I’m so invested in deterrence that I’d be willing to trade the forms we’re currently pursuing for forms that don’t involve prosecution. If the Senate had convicted and disqualified Trump at his second impeachment trial, as it should have, that in itself would have taught a powerful lesson to future autocrats about the steep cost of power grabs. You may or may not lose your liberty if you try it but you’ll certainly lose your career in politics and whatever stature you had as a public figure.

And so we return to Marco Rubio and the cowards in the Senate GOP caucus. As I see it, they all but forced the criminal justice system to try to hold Trump accountable when they refused to do so themselves.

Now here they are, whining about it.

Prosecutors looked at that, it seems, and concluded that if the political system can’t hold Trump accountable because of Republican cultism, the justice system had to step in—especially when he’s running for president semi-explicitly on gaining power in order to evade all forms of accountability, legal and otherwise. They let politics influence their decisions to charge him, I think, and law enforcement making decisions based on politics is corrupt. Yet an authoritarian earning legal impunity from the perks of his office and the slavishness of his lackeys in the legislature is also corrupt.

Both are slippery slopes. But I’d rather have a flawed system of accountability than none at all.

Nick Cattogio, P01135809

Cattogio’s overall point — damned-if-you do, damned-if-you-don’t — can be viewed as an elaboration of David French’s observation:

A fundamental reality of human existence is that vice often leaves virtue with few good options. Evil men can attach catastrophic risks to virtually any course of action, however admirable.

Trump’s tactical mistake?

Trump is done persuading people to like him.

One of the (female) participants in the radio Atlantic podcast for 8/25/23.

That decision may, God willing, be fatal to his candidacy, assuming that some have turned against him for January 6 and that they’ll take some wooing to get them back.
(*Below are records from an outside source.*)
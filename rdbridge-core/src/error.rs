//! Domain-specific error types for the session bridge.
//!
//! All fallible operations return `Result<T, BridgeError>`.
//! No panics on invalid input — every error is typed and recoverable.

use std::io;

use thiserror::Error;

use crate::frame::FrameFormat;

// ── IpcErrorKind ─────────────────────────────────────────────────

/// Classified cause of an IPC channel failure.
///
/// Mirrors the error codes a local named channel can report; anything
/// unclassified maps to [`IpcErrorKind::Other`].
#[derive(Debug, Clone, Copy, PartialEq, Eq)]
pub enum IpcErrorKind {
    /// The channel handle is no longer valid.
    InvalidHandle,
    /// The peer endpoint never connected or went away before connecting.
    NotConnected,
    /// The channel is busy with another client.
    Busy,
    /// The channel exists but is in an unusable state.
    BadChannel,
    /// The peer closed its end mid-session.
    BrokenChannel,
    /// Any other I/O failure.
    Other,
}

impl IpcErrorKind {
    /// Classify a raw I/O error into a channel error kind.
    pub fn classify(err: &io::Error) -> Self {
        match err.kind() {
            io::ErrorKind::InvalidInput | io::ErrorKind::InvalidData => IpcErrorKind::InvalidHandle,
            io::ErrorKind::NotConnected | io::ErrorKind::ConnectionRefused => {
                IpcErrorKind::NotConnected
            }
            io::ErrorKind::WouldBlock | io::ErrorKind::ResourceBusy => IpcErrorKind::Busy,
            io::ErrorKind::NotFound | io::ErrorKind::AddrNotAvailable => IpcErrorKind::BadChannel,
            io::ErrorKind::BrokenPipe
            | io::ErrorKind::ConnectionReset
            | io::ErrorKind::ConnectionAborted
            | io::ErrorKind::UnexpectedEof => IpcErrorKind::BrokenChannel,
            _ => IpcErrorKind::Other,
        }
    }
}

impl std::fmt::Display for IpcErrorKind {
    fn fmt(&self, f: &mut std::fmt::Formatter<'_>) -> std::fmt::Result {
        let s = match self {
            IpcErrorKind::InvalidHandle => "invalid handle",
            IpcErrorKind::NotConnected => "not connected",
            IpcErrorKind::Busy => "busy",
            IpcErrorKind::BadChannel => "bad channel",
            IpcErrorKind::BrokenChannel => "broken channel",
            IpcErrorKind::Other => "other",
        };
        f.write_str(s)
    }
}

// ── SpoolerOp ────────────────────────────────────────────────────

/// The spooler call that failed, for error reporting.
#[derive(Debug, Clone, Copy, PartialEq, Eq)]
pub enum SpoolerOp {
    Open,
    StartDoc,
    StartPage,
    Write,
    EndPage,
    EndDoc,
    Close,
    Enumerate,
}

impl std::fmt::Display for SpoolerOp {
    fn fmt(&self, f: &mut std::fmt::Formatter<'_>) -> std::fmt::Result {
        let s = match self {
            SpoolerOp::Open => "open",
            SpoolerOp::StartDoc => "start-doc",
            SpoolerOp::StartPage => "start-page",
            SpoolerOp::Write => "write",
            SpoolerOp::EndPage => "end-page",
            SpoolerOp::EndDoc => "end-doc",
            SpoolerOp::Close => "close",
            SpoolerOp::Enumerate => "enumerate",
        };
        f.write_str(s)
    }
}

// ── BridgeError ──────────────────────────────────────────────────

/// The canonical error type for the session bridge.
#[derive(Debug, Error)]
pub enum BridgeError {
    // ── IPC errors (terminal for the session) ────────────────────
    /// Reading from the inputs channel failed.
    #[error("inputs channel read failed ({kind}): {source}")]
    IpcRead {
        kind: IpcErrorKind,
        #[source]
        source: io::Error,
    },

    /// Writing to the updates channel failed.
    #[error("updates channel write failed ({kind}): {source}")]
    IpcWrite {
        kind: IpcErrorKind,
        #[source]
        source: io::Error,
    },

    /// Connecting an IPC channel failed at session start.
    #[error("failed to connect channel '{name}': {source}")]
    IpcConnect {
        name: String,
        #[source]
        source: io::Error,
    },

    // ── Pipeline errors (non-terminal, frame is dropped) ─────────
    /// An image encoder failed; the affected frame is dropped.
    #[error("{format} encoding failed: {reason}")]
    Encode { format: FrameFormat, reason: String },

    // ── Parse errors (non-terminal, record is skipped) ───────────
    /// A known command tag carried arguments that could not be parsed.
    /// Deliberately does not capture the argument text.
    #[error("malformed arguments for command tag {tag}")]
    Parse { tag: &'static str },

    /// A numeric value did not map to any known enum variant.
    #[error("unknown {type_name} value: {value}")]
    UnknownValue { type_name: &'static str, value: u32 },

    // ── Printer errors ───────────────────────────────────────────
    /// A spooler call failed; the print job is considered closed.
    #[error("spooler {op} failed: {source}")]
    Spooler {
        op: SpoolerOp,
        #[source]
        source: io::Error,
    },

    /// A print job was requested while another is active on the printer.
    #[error("printer '{printer}' is busy with another print job")]
    PrinterBusy { printer: String },

    /// The referenced printer is not registered.
    #[error("unknown printer id {0}")]
    UnknownPrinter(u32),

    // ── Lifecycle errors ─────────────────────────────────────────
    /// A lifecycle transition was requested from the wrong phase.
    #[error("invalid session phase transition: {0}")]
    InvalidPhase(&'static str),

    /// Catch-all for errors that do not fit another variant.
    #[error("{0}")]
    Other(String),
}

impl BridgeError {
    /// Build an inputs-channel read error, classifying the cause.
    pub fn ipc_read(source: io::Error) -> Self {
        BridgeError::IpcRead {
            kind: IpcErrorKind::classify(&source),
            source,
        }
    }

    /// Build an updates-channel write error, classifying the cause.
    pub fn ipc_write(source: io::Error) -> Self {
        BridgeError::IpcWrite {
            kind: IpcErrorKind::classify(&source),
            source,
        }
    }

    /// Whether this error must tear the session down.
    ///
    /// Only IPC failures are terminal; encode, parse and spooler errors
    /// drop the affected work item and the session carries on.
    pub fn is_terminal(&self) -> bool {
        matches!(
            self,
            BridgeError::IpcRead { .. }
                | BridgeError::IpcWrite { .. }
                | BridgeError::IpcConnect { .. }
        )
    }
}
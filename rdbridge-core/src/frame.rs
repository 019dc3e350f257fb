//! Updates-channel wire format.
//!
//! Two message shapes travel down the updates channel, both prefixed by a
//! little-endian `u32` length:
//!
//! ```text
//! text message:  [len][utf-8 payload]                      len = payload len, > 0
//! image frame:   [total_len][tag=0][idx][pos_x][pos_y]
//!                [width][height][format][quality][fullscreen][payload]
//! ```
//!
//! `total_len = 36 + payload_len` covers the nine metadata words plus the
//! encoded image. Every integer is a little-endian `u32`. Readers that peek
//! the word after the length prefix can discriminate the two shapes: it is
//! `0` for an image frame, and never `0` for a text message (the bridge only
//! sends non-empty NUL-free text).

use bytes::{BufMut, Bytes, BytesMut};

use crate::error::BridgeError;
use crate::policy::ImageQuality;

/// Bytes of fixed metadata in an image frame after the length prefix.
pub const FRAME_META_LEN: usize = 36;

/// Tag word distinguishing image frames from text messages.
const IMAGE_TAG: u32 = 0;

// ── FrameFormat ──────────────────────────────────────────────────

/// On-wire format id of an encoded frame payload.
///
/// `Cur` payloads are PNG bytes carrying a pointer image; the separate id
/// tells the browser to treat position as a hot-spot instead of a blit
/// origin.
#[repr(u32)]
#[derive(Debug, Clone, Copy, PartialEq, Eq)]
pub enum FrameFormat {
    Cur = 0,
    Png = 1,
    Jpeg = 2,
    Webp = 3,
}

impl TryFrom<u32> for FrameFormat {
    type Error = BridgeError;

    fn try_from(value: u32) -> Result<Self, Self::Error> {
        match value {
            0 => Ok(FrameFormat::Cur),
            1 => Ok(FrameFormat::Png),
            2 => Ok(FrameFormat::Jpeg),
            3 => Ok(FrameFormat::Webp),
            _ => Err(BridgeError::UnknownValue {
                type_name: "FrameFormat",
                value,
            }),
        }
    }
}

impl std::fmt::Display for FrameFormat {
    fn fmt(&self, f: &mut std::fmt::Formatter<'_>) -> std::fmt::Result {
        let s = match self {
            FrameFormat::Cur => "cursor",
            FrameFormat::Png => "png",
            FrameFormat::Jpeg => "jpeg",
            FrameFormat::Webp => "webp",
        };
        f.write_str(s)
    }
}

// ── Frame ────────────────────────────────────────────────────────

/// One encoded image with its placement metadata, produced per capture.
#[derive(Debug, Clone, PartialEq, Eq)]
pub struct Frame {
    /// Monotonic image index, wrapping to 0 past `i32::MAX`.
    pub idx: u32,
    /// Blit origin in client coordinates, or the hot-spot for `Cur` frames.
    pub pos_x: u32,
    pub pos_y: u32,
    pub width: u32,
    pub height: u32,
    pub format: FrameFormat,
    /// Quality the payload was encoded at (always `Highest` for PNG).
    pub quality: ImageQuality,
    pub fullscreen: bool,
    pub payload: Bytes,
}

impl Frame {
    /// Serialize into a single contiguous buffer, written with one call.
    pub fn to_bytes(&self) -> Bytes {
        let total_len = FRAME_META_LEN + self.payload.len();
        let mut buf = BytesMut::with_capacity(4 + total_len);
        buf.put_u32_le(total_len as u32);
        buf.put_u32_le(IMAGE_TAG);
        buf.put_u32_le(self.idx);
        buf.put_u32_le(self.pos_x);
        buf.put_u32_le(self.pos_y);
        buf.put_u32_le(self.width);
        buf.put_u32_le(self.height);
        buf.put_u32_le(self.format as u32);
        buf.put_u32_le(self.quality.percent());
        buf.put_u32_le(u32::from(self.fullscreen));
        buf.extend_from_slice(&self.payload);
        buf.freeze()
    }
}

/// Serialize a text message into its framed form.
///
/// The bridge never sends empty text, which keeps the length prefix nonzero
/// and the two wire shapes distinguishable.
pub fn encode_text(text: &str) -> Bytes {
    debug_assert!(!text.is_empty());
    let mut buf = BytesMut::with_capacity(4 + text.len());
    buf.put_u32_le(text.len() as u32);
    buf.extend_from_slice(text.as_bytes());
    buf.freeze()
}

// ── WireMessage ──────────────────────────────────────────────────

/// A decoded updates-channel message, as the gateway side sees it.
#[derive(Debug, Clone, PartialEq)]
pub enum WireMessage {
    Image(Frame),
    Text(String),
}

impl WireMessage {
    /// Decode one message body (the bytes following the length prefix).
    ///
    /// A body starting with a zero word is an image frame; anything else is
    /// UTF-8 text.
    pub fn from_body(body: &[u8]) -> Result<Self, BridgeError> {
        if body.len() >= FRAME_META_LEN && body[0..4] == [0, 0, 0, 0] {
            return Ok(WireMessage::Image(decode_frame_body(body)?));
        }
        let text = std::str::from_utf8(body)
            .map_err(|_| BridgeError::Parse { tag: "TXT" })?
            .to_owned();
        Ok(WireMessage::Text(text))
    }
}

fn decode_frame_body(body: &[u8]) -> Result<Frame, BridgeError> {
    let word = |i: usize| -> u32 {
        u32::from_le_bytes(body[i * 4..i * 4 + 4].try_into().expect("word slice"))
    };
    Ok(Frame {
        idx: word(1),
        pos_x: word(2),
        pos_y: word(3),
        width: word(4),
        height: word(5),
        format: FrameFormat::try_from(word(6))?,
        quality: ImageQuality::try_from(word(7))?,
        fullscreen: word(8) != 0,
        payload: Bytes::copy_from_slice(&body[FRAME_META_LEN..]),
    })
}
On the other hand, Biden’s negatives are really high and those who detest Kamala Harris might doubly hesitate to vote for him. Could this turn into a reprise of the 1991 Louisiana gubernatorial race between Edwin Ewards, crook, and David Duke, KKK Wizard? There famously emerged a bumper sticker for the ages: “Vote for the crook. It’s important.”

Debate highlights

  • The fact is that no one is telling the American people the truth. The truth is that Biden didn’t do this to us. Our Republicans did this to us, too. Donald Trump added $8 trillion to our debt. Our kids are never going to forgive us for this. Look at the 2024 budget: Republicans asked for $7.4 billion in earmarks. Democrats asked for $2.8 billion. So you tell me, who are the big spenders? I think it’s time for an accountant in the White House.
  • Let’s find consensus. Can’t we all agree that we should ban late-term abortions? Can’t we all agree that we should encourage adoptions? Can’t we all agree that doctors and nurses who don’t believe in abortion shouldn’t have to perform them? Can’t we all agree that contraception should be available? And can’t we all agree that we are not going to put a woman in jail or give her the death penalty if she gets an abortion?

Nikki Haley in the Wednesday GOP Presidential “debate.” Her stock is rising in my estimation. (Source).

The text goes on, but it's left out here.